↓
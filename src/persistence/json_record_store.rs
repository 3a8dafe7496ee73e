//! One-JSON-file-per-record store, used for the LCD cache and for
//! publication/subscription records (§6c).

use std::fs;
use std::marker::PhantomData;
use std::path::PathBuf;

use serde::de::DeserializeOwned;
use serde::Serialize;
use thiserror::Error;

use super::ini_store::write_replace;

/// Errors raised reading or writing a [`JsonRecordStore`].
#[derive(Debug, Error)]
pub enum JsonRecordStoreError {
    /// Underlying file I/O failed.
    #[error("record store I/O error: {0}")]
    Io(#[from] std::io::Error),
    /// The record's JSON was malformed.
    #[error("record JSON error: {0}")]
    Json(#[from] serde_json::Error),
}

/// Stores one JSON file per record under a directory, keyed by an
/// arbitrary string id.
pub struct JsonRecordStore<T> {
    dir: PathBuf,
    _marker: PhantomData<T>,
}

impl<T: Serialize + DeserializeOwned> JsonRecordStore<T> {
    /// Opens (creating if necessary) a record store rooted at `dir`.
    ///
    /// # Errors
    ///
    /// Returns [`JsonRecordStoreError`] if `dir` cannot be created.
    pub fn open(dir: PathBuf) -> Result<Self, JsonRecordStoreError> {
        fs::create_dir_all(&dir)?;
        Ok(Self {
            dir,
            _marker: PhantomData,
        })
    }

    fn path_for(&self, id: &str) -> PathBuf {
        self.dir.join(format!("{}.json", sanitize_id(id)))
    }

    /// Writes (or overwrites) the record for `id`, atomically.
    ///
    /// # Errors
    ///
    /// Returns [`JsonRecordStoreError`] on serialization or I/O failure.
    pub fn put(&self, id: &str, value: &T) -> Result<(), JsonRecordStoreError> {
        let json = serde_json::to_string_pretty(value)?;
        write_replace(&self.path_for(id), &json).map_err(|err| match err {
            super::ini_store::IniStoreError::Io(io) => JsonRecordStoreError::Io(io),
            super::ini_store::IniStoreError::MalformedLine(_) => unreachable!(
                "write_replace never returns MalformedLine; it only writes"
            ),
        })
    }

    /// Reads the record for `id`, if present.
    ///
    /// # Errors
    ///
    /// Returns [`JsonRecordStoreError`] if the file exists but is malformed.
    pub fn get(&self, id: &str) -> Result<Option<T>, JsonRecordStoreError> {
        let path = self.path_for(id);
        if !path.exists() {
            return Ok(None);
        }
        let contents = fs::read_to_string(path)?;
        Ok(Some(serde_json::from_str(&contents)?))
    }

    /// Deletes the record for `id`, a no-op if absent.
    ///
    /// # Errors
    ///
    /// Returns [`JsonRecordStoreError`] if the delete fails for a reason
    /// other than the file already being absent.
    pub fn remove(&self, id: &str) -> Result<(), JsonRecordStoreError> {
        let path = self.path_for(id);
        match fs::remove_file(path) {
            Ok(()) => Ok(()),
            Err(err) if err.kind() == std::io::ErrorKind::NotFound => Ok(()),
            Err(err) => Err(err.into()),
        }
    }

    /// Lists every `(id, record)` pair currently stored, used to replay
    /// persisted state on restart.
    ///
    /// # Errors
    ///
    /// Returns [`JsonRecordStoreError`] if the directory cannot be read or
    /// a record is malformed.
    pub fn list(&self) -> Result<Vec<(String, T)>, JsonRecordStoreError> {
        let mut records = Vec::new();
        for entry in fs::read_dir(&self.dir)? {
            let entry = entry?;
            let path = entry.path();
            if path.extension().and_then(|e| e.to_str()) != Some("json") {
                continue;
            }
            let Some(stem) = path.file_stem().and_then(|s| s.to_str()) else {
                continue;
            };
            let contents = fs::read_to_string(&path)?;
            records.push((stem.to_string(), serde_json::from_str(&contents)?));
        }
        Ok(records)
    }
}

fn sanitize_id(id: &str) -> String {
    id.chars()
        .map(|c| if c.is_ascii_alphanumeric() || c == '-' || c == '_' { c } else { '_' })
        .collect()
}

#[cfg(test)]
mod tests {
    use super::*;
    use serde::Deserialize;
    use tempfile::tempdir;

    #[derive(Serialize, Deserialize, PartialEq, Debug)]
    struct Sample {
        value: u32,
    }

    #[test]
    fn put_get_remove_round_trip() {
        let dir = tempdir().unwrap();
        let store: JsonRecordStore<Sample> = JsonRecordStore::open(dir.path().to_path_buf()).unwrap();
        store.put("rec-1", &Sample { value: 42 }).unwrap();
        assert_eq!(store.get("rec-1").unwrap(), Some(Sample { value: 42 }));
        store.remove("rec-1").unwrap();
        assert_eq!(store.get("rec-1").unwrap(), None);
    }

    #[test]
    fn list_returns_every_record() {
        let dir = tempdir().unwrap();
        let store: JsonRecordStore<Sample> = JsonRecordStore::open(dir.path().to_path_buf()).unwrap();
        store.put("a", &Sample { value: 1 }).unwrap();
        store.put("b", &Sample { value: 2 }).unwrap();
        let mut records = store.list().unwrap();
        records.sort_by(|a, b| a.0.cmp(&b.0));
        assert_eq!(records, vec![
            ("a".to_string(), Sample { value: 1 }),
            ("b".to_string(), Sample { value: 2 }),
        ]);
    }
}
↑
Problem:
Within the listing above, each line containing "PhantomData" is counted once; report the total and nothing else.

Final answer:
3